It was so exciting when the piano was delivered. We had a piano! I never thought I would see the day. I remembered my great-grandma’s black piano with the lace runner on top; the brown upright in our school hall that I loved to watch Miss Johnson play every morning in assembly, her toes going up and down and her fingers operating magically all at the same time; my best friend’s dark mahogany piano that I always envied and wished I could learn to play. Her mum said I could practise on it if I had lessons, but we couldn’t afford them. The nearest I ever came to playing an instrument was my wooden recorder! (But I could read music).
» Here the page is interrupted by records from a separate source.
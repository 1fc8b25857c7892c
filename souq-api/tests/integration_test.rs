use std::str::FromStr;
use std::sync::Arc;

use axum::body::Body;
use axum::http::{Request, StatusCode};
use axum::Router;
use jsonwebtoken::{encode, EncodingKey, Header};
use rust_decimal::Decimal;
use rust_decimal_macros::dec;
use serde_json::{json, Value};
use tower::ServiceExt;
use uuid::Uuid;

use souq_api::middleware::auth::Claims;
use souq_api::state::{AppState, AuthConfig};
use souq_api::app;
use souq_cart::models::CartCharges;
use souq_cart::repository::MemoryCartStore;
use souq_cart::CartService;
use souq_catalog::inventory::MemoryCatalog;
use souq_catalog::product::{Product, ProductStatus, StockLevel};
use souq_core::notify::{StaticAdminDirectory, TracingSink};
use souq_order::engine::EngineConfig;
use souq_order::reconcile::MockGateway;
use souq_order::repository::MemoryOrderStore;
use souq_order::{OrderWorkflowEngine, PaymentReconciler};

const SECRET: &str = "integration-test-secret";

struct TestApp {
    router: Router,
    catalog: MemoryCatalog,
}

fn test_app() -> TestApp {
    let catalog = MemoryCatalog::new();
    let orders = MemoryOrderStore::new();
    let carts = MemoryCartStore::new();
    let gateway = Arc::new(MockGateway::new());
    let charges = CartCharges::default();

    let engine = Arc::new(OrderWorkflowEngine::new(
        Arc::new(orders),
        Arc::new(catalog.clone()),
        gateway,
        Arc::new(carts.clone()),
        Arc::new(StaticAdminDirectory::new(vec!["root-admin".to_string()])),
        Arc::new(TracingSink),
        EngineConfig::default(),
    ));

    let state = AppState {
        reconciler: Arc::new(PaymentReconciler::new(engine.clone())),
        cart: Arc::new(CartService::new(
            Arc::new(catalog.clone()),
            Arc::new(carts),
            charges,
        )),
        engine,
        redis: None,
        auth: AuthConfig {
            secret: SECRET.to_string(),
            expiration: 3600,
        },
    };

    TestApp {
        router: app(state),
        catalog,
    }
}

async fn seed_product(app: &TestApp, price: Decimal, stock: i32, surcharge: Decimal) -> Product {
    let product = Product {
        id: Uuid::new_v4(),
        vendor_id: Uuid::new_v4(),
        title: "Copper Kettle".to_string(),
        price,
        status: ProductStatus::Active,
        category_surcharge_rate: surcharge,
        inventory: StockLevel::new(stock),
    };
    app.catalog.insert(product.clone()).await;
    product
}

fn token(sub: &str, role: &str, vendor_id: Option<Uuid>) -> String {
    let claims = Claims {
        sub: sub.to_string(),
        email: None,
        role: role.to_string(),
        vendor_id,
        exp: (chrono::Utc::now() + chrono::Duration::hours(1)).timestamp() as usize,
    };
    encode(
        &Header::default(),
        &claims,
        &EncodingKey::from_secret(SECRET.as_bytes()),
    )
    .unwrap()
}

async fn call(
    app: &TestApp,
    method: &str,
    uri: &str,
    bearer: Option<&str>,
    body: Option<Value>,
) -> (StatusCode, Value) {
    let mut builder = Request::builder().method(method).uri(uri);
    if let Some(t) = bearer {
        builder = builder.header("Authorization", format!("Bearer {t}"));
    }
    let request = match body {
        Some(body) => builder
            .header("Content-Type", "application/json")
            .body(Body::from(body.to_string()))
            .unwrap(),
        None => builder.body(Body::empty()).unwrap(),
    };

    let response = app.router.clone().oneshot(request).await.unwrap();
    let status = response.status();
    let bytes = axum::body::to_bytes(response.into_body(), usize::MAX)
        .await
        .unwrap();
    let value = if bytes.is_empty() {
        Value::Null
    } else {
        serde_json::from_slice(&bytes).unwrap_or(Value::Null)
    };
    (status, value)
}

fn dec_of(value: &Value) -> Decimal {
    match value {
        Value::String(s) => Decimal::from_str(s).unwrap(),
        Value::Number(n) => Decimal::from_str(&n.to_string()).unwrap(),
        other => panic!("not a decimal: {other:?}"),
    }
}

fn shipping_address() -> Value {
    json!({
        "name": "Amina Rahman",
        "line1": "12 Harbor Lane",
        "city": "Dhaka",
        "postal_code": "1207",
        "country": "BD",
        "phone": null
    })
}

#[tokio::test]
async fn full_workflow_over_http() {
    let app = test_app();
    // 10%-surcharge category, the worked scenario: 3 x 400
    let product = seed_product(&app, dec!(400), 10, dec!(0.10)).await;

    let customer = token("cust-1", "CUSTOMER", None);
    let admin = token("root-admin", "ADMIN", None);
    let vendor = token("vendor-user", "VENDOR", Some(product.vendor_id));

    // Add to cart
    let (status, body) = call(
        &app,
        "POST",
        "/cart/add",
        Some(&customer),
        Some(json!({"product_id": product.id, "quantity": 3, "variant": null})),
    )
    .await;
    assert_eq!(status, StatusCode::CREATED);
    assert_eq!(dec_of(&body["cart"]["totals"]["subtotal"]), dec!(1200));

    // Checkout
    let (status, body) = call(
        &app,
        "POST",
        "/orders",
        Some(&customer),
        Some(json!({"shipping_address": shipping_address(), "billing_address": null})),
    )
    .await;
    assert_eq!(status, StatusCode::CREATED);
    assert_eq!(body["order"]["status"], "pending_admin_approval");
    // Order totals fold the 10% category surcharge in
    assert_eq!(dec_of(&body["order"]["totals"]["tax"]), dec!(60));
    assert_eq!(dec_of(&body["order"]["totals"]["shipping_cost"]), dec!(0));
    assert_eq!(dec_of(&body["order"]["totals"]["service_charge"]), dec!(120));
    assert_eq!(dec_of(&body["order"]["totals"]["total"]), dec!(1380));
    let order_number = body["order"]["order_number"].as_str().unwrap().to_string();

    // Cart was cleared once the order was durably created
    let (_, body) = call(&app, "GET", "/cart", Some(&customer), None).await;
    assert_eq!(body["cart"]["items"].as_array().unwrap().len(), 0);

    // Admin approves; fan-out to vendor assignment
    let (status, body) = call(
        &app,
        "PUT",
        &format!("/orders/admin/{order_number}/approve"),
        Some(&admin),
        None,
    )
    .await;
    assert_eq!(status, StatusCode::OK);
    assert_eq!(body["order"]["status"], "vendor_assigned");

    // Vendor confirms; single vendor, so the order is ready to pay
    let (status, body) = call(
        &app,
        "PUT",
        &format!("/orders/vendor/{order_number}/confirm"),
        Some(&vendor),
        None,
    )
    .await;
    assert_eq!(status, StatusCode::OK);
    assert_eq!(body["order"]["status"], "vendor_confirmed");

    // Customer opens the payment session
    let (status, body) = call(
        &app,
        "POST",
        &format!("/payment/pay/{order_number}"),
        Some(&customer),
        Some(json!({"method": "card"})),
    )
    .await;
    assert_eq!(status, StatusCode::OK);
    let transaction_id = body["session"]["transaction_id"].as_str().unwrap().to_string();

    // Gateway redirect lands (unauthenticated, verified against provider)
    let (status, body) = call(
        &app,
        "POST",
        "/payment/success",
        None,
        Some(json!({"order_number": order_number, "transaction_id": transaction_id})),
    )
    .await;
    assert_eq!(status, StatusCode::OK);
    assert_eq!(body["order"]["status"], "paid");
    assert_eq!(app.catalog.stock_of(product.id).await, Some(7));

    // The IPN for the same transaction is a no-op success
    let (status, _) = call(
        &app,
        "POST",
        "/payment/ipn",
        None,
        Some(json!({
            "order_number": order_number,
            "transaction_id": transaction_id,
            "status": "success"
        })),
    )
    .await;
    assert_eq!(status, StatusCode::OK);
    assert_eq!(app.catalog.stock_of(product.id).await, Some(7));

    // Read-only validation endpoint
    let (status, body) = call(
        &app,
        "GET",
        &format!("/payment/validate/{order_number}"),
        None,
        None,
    )
    .await;
    assert_eq!(status, StatusCode::OK);
    assert_eq!(body["payment_status"], "paid");
    assert_eq!(body["order_status"], "paid");

    // Vendor sees the settlement: 1200 - 10% commission - 2% service charge
    let (status, body) = call(&app, "GET", "/payouts/vendor", Some(&vendor), None).await;
    assert_eq!(status, StatusCode::OK);
    let payouts = body["payouts"].as_array().unwrap();
    assert_eq!(payouts.len(), 1);
    assert_eq!(dec_of(&payouts[0]["payouts"][0]["net_amount"]), dec!(1056));
}

#[tokio::test]
async fn role_mismatch_is_forbidden() {
    let app = test_app();
    let product = seed_product(&app, dec!(100), 10, dec!(0.05)).await;
    let customer = token("cust-1", "CUSTOMER", None);

    call(
        &app,
        "POST",
        "/cart/add",
        Some(&customer),
        Some(json!({"product_id": product.id, "quantity": 1, "variant": null})),
    )
    .await;
    let (_, body) = call(
        &app,
        "POST",
        "/orders",
        Some(&customer),
        Some(json!({"shipping_address": shipping_address(), "billing_address": null})),
    )
    .await;
    let order_number = body["order"]["order_number"].as_str().unwrap().to_string();

    // A customer cannot approve
    let (status, body) = call(
        &app,
        "PUT",
        &format!("/orders/admin/{order_number}/approve"),
        Some(&customer),
        None,
    )
    .await;
    assert_eq!(status, StatusCode::FORBIDDEN);
    assert_eq!(body["success"], false);
    assert_eq!(body["error"], "authorization_error");

    // A vendor with no assignment on the order cannot confirm
    let stranger = token("vendor-x", "VENDOR", Some(Uuid::new_v4()));
    let admin = token("root-admin", "ADMIN", None);
    call(&app, "PUT", &format!("/orders/admin/{order_number}/approve"), Some(&admin), None).await;
    let (status, _) = call(
        &app,
        "PUT",
        &format!("/orders/vendor/{order_number}/confirm"),
        Some(&stranger),
        None,
    )
    .await;
    assert_eq!(status, StatusCode::FORBIDDEN);
}

#[tokio::test]
async fn missing_token_is_unauthorized() {
    let app = test_app();
    let (status, _) = call(&app, "GET", "/cart", None, None).await;
    assert_eq!(status, StatusCode::UNAUTHORIZED);
}

#[tokio::test]
async fn unknown_order_is_not_found() {
    let app = test_app();
    let admin = token("root-admin", "ADMIN", None);
    let (status, body) = call(&app, "GET", "/orders/SOUQ-NOPE", Some(&admin), None).await;
    assert_eq!(status, StatusCode::NOT_FOUND);
    assert_eq!(body["error"], "not_found");
}

#[tokio::test]
async fn illegal_transition_is_a_conflict() {
    let app = test_app();
    let product = seed_product(&app, dec!(100), 10, dec!(0.05)).await;
    let customer = token("cust-1", "CUSTOMER", None);
    let admin = token("root-admin", "ADMIN", None);

    call(
        &app,
        "POST",
        "/cart/add",
        Some(&customer),
        Some(json!({"product_id": product.id, "quantity": 1, "variant": null})),
    )
    .await;
    let (_, body) = call(
        &app,
        "POST",
        "/orders",
        Some(&customer),
        Some(json!({"shipping_address": shipping_address(), "billing_address": null})),
    )
    .await;
    let order_number = body["order"]["order_number"].as_str().unwrap().to_string();

    call(&app, "PUT", &format!("/orders/admin/{order_number}/approve"), Some(&admin), None).await;
    let (status, body) = call(
        &app,
        "PUT",
        &format!("/orders/admin/{order_number}/approve"),
        Some(&admin),
        None,
    )
    .await;
    assert_eq!(status, StatusCode::CONFLICT);
    assert_eq!(body["error"], "conflict");
}

#[tokio::test]
async fn cart_violations_map_to_400_and_409() {
    let app = test_app();
    let product = seed_product(&app, dec!(100), 5, dec!(0.05)).await;
    let customer = token("cust-1", "CUSTOMER", None);

    // Cap violation is the caller's input problem
    let (status, _) = call(
        &app,
        "POST",
        "/cart/add",
        Some(&customer),
        Some(json!({"product_id": product.id, "quantity": 11, "variant": null})),
    )
    .await;
    assert_eq!(status, StatusCode::BAD_REQUEST);

    // Stock violation is catalog state
    let (status, body) = call(
        &app,
        "POST",
        "/cart/add",
        Some(&customer),
        Some(json!({"product_id": product.id, "quantity": 8, "variant": null})),
    )
    .await;
    assert_eq!(status, StatusCode::CONFLICT);
    assert_eq!(body["success"], false);

    // Unknown product
    let (status, _) = call(
        &app,
        "POST",
        "/cart/add",
        Some(&customer),
        Some(json!({"product_id": Uuid::new_v4(), "quantity": 1, "variant": null})),
    )
    .await;
    assert_eq!(status, StatusCode::NOT_FOUND);
}

#[tokio::test]
async fn ipn_with_unknown_status_is_a_bare_500() {
    let app = test_app();
    let (status, body) = call(
        &app,
        "POST",
        "/payment/ipn",
        None,
        Some(json!({
            "order_number": "SOUQ-NOPE",
            "transaction_id": "tx-1",
            "status": "garbled"
        })),
    )
    .await;
    assert_eq!(status, StatusCode::INTERNAL_SERVER_ERROR);
    // Gateway contract: no JSON body on the IPN endpoint
    assert_eq!(body, Value::Null);
}

#[tokio::test]
async fn ad_hoc_initialize_creates_pending_order() {
    let app = test_app();
    let product = seed_product(&app, dec!(250), 10, dec!(0.05)).await;
    let customer = token("cust-9", "CUSTOMER", None);

    let (status, body) = call(
        &app,
        "POST",
        "/payment/initialize",
        Some(&customer),
        Some(json!({
            "use_cart": false,
            "items": [{"product_id": product.id, "quantity": 2}],
            "shipping_address": shipping_address(),
            "billing_address": null
        })),
    )
    .await;
    assert_eq!(status, StatusCode::CREATED);
    assert_eq!(body["order"]["status"], "pending_admin_approval");
    assert_eq!(dec_of(&body["order"]["totals"]["subtotal"]), dec!(500));
}

#[tokio::test]
async fn customer_marks_notification_read() {
    let app = test_app();
    let product = seed_product(&app, dec!(100), 10, dec!(0.05)).await;
    let customer = token("cust-1", "CUSTOMER", None);
    let admin = token("root-admin", "ADMIN", None);

    call(
        &app,
        "POST",
        "/cart/add",
        Some(&customer),
        Some(json!({"product_id": product.id, "quantity": 1, "variant": null})),
    )
    .await;
    let (_, body) = call(
        &app,
        "POST",
        "/orders",
        Some(&customer),
        Some(json!({"shipping_address": shipping_address(), "billing_address": null})),
    )
    .await;
    let order_number = body["order"]["order_number"].as_str().unwrap().to_string();
    call(&app, "PUT", &format!("/orders/admin/{order_number}/approve"), Some(&admin), None).await;

    let (_, body) = call(&app, "GET", &format!("/orders/{order_number}"), Some(&customer), None).await;
    let note_id = body["order"]["notifications"]
        .as_array()
        .unwrap()
        .iter()
        .find(|n| n["recipient"]["kind"] == "customer")
        .unwrap()["id"]
        .as_str()
        .unwrap()
        .to_string();

    let (status, _) = call(
        &app,
        "PUT",
        &format!("/orders/{order_number}/notifications/{note_id}/read"),
        Some(&customer),
        None,
    )
    .await;
    assert_eq!(status, StatusCode::NO_CONTENT);

    let (_, body) = call(&app, "GET", &format!("/orders/{order_number}"), Some(&customer), None).await;
    let read_flags: Vec<bool> = body["order"]["notifications"]
        .as_array()
        .unwrap()
        .iter()
        .filter(|n| n["id"] == note_id.as_str())
        .map(|n| n["is_read"].as_bool().unwrap())
        .collect();
    assert_eq!(read_flags, vec![true]);
}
We organised lessons for our daughter when she was seven and I was sure it wasn’t just a whim. She and I would go along to her tutor’s house on a Saturday morning, and I would sit fascinated by the number of pianos and keyboards he had, always trying to work out how he got the grand piano into the living room – which also had an upright – and once when that room was having some work done, we had to go upstairs into a tiny box room where he somehow managed to fit an upright and two keyboards. It was like the Tardis.

In years to come, she went on to do her grades and play clarinet, five recorders and guitar. She loved Tori Amos and worked her way through her songbook during her student years, having long since given up formal lessons.

Now, her sons are having music lessons. They chose violin as their first instrument, and their mum accompanied them on our piano during reluctant violin practice at our house in the holidays. Here is the youngest teaching himself on the same piano having found his mum’s beginner’s book. He and his mum played a trick on me when, in a very bored voice, he called me to come listen to him do his violin practice. I found his mum playing violin and him at the piano with a cheeky grin on his face! He has since become keen on keyboard and drums and likes to compose his own music.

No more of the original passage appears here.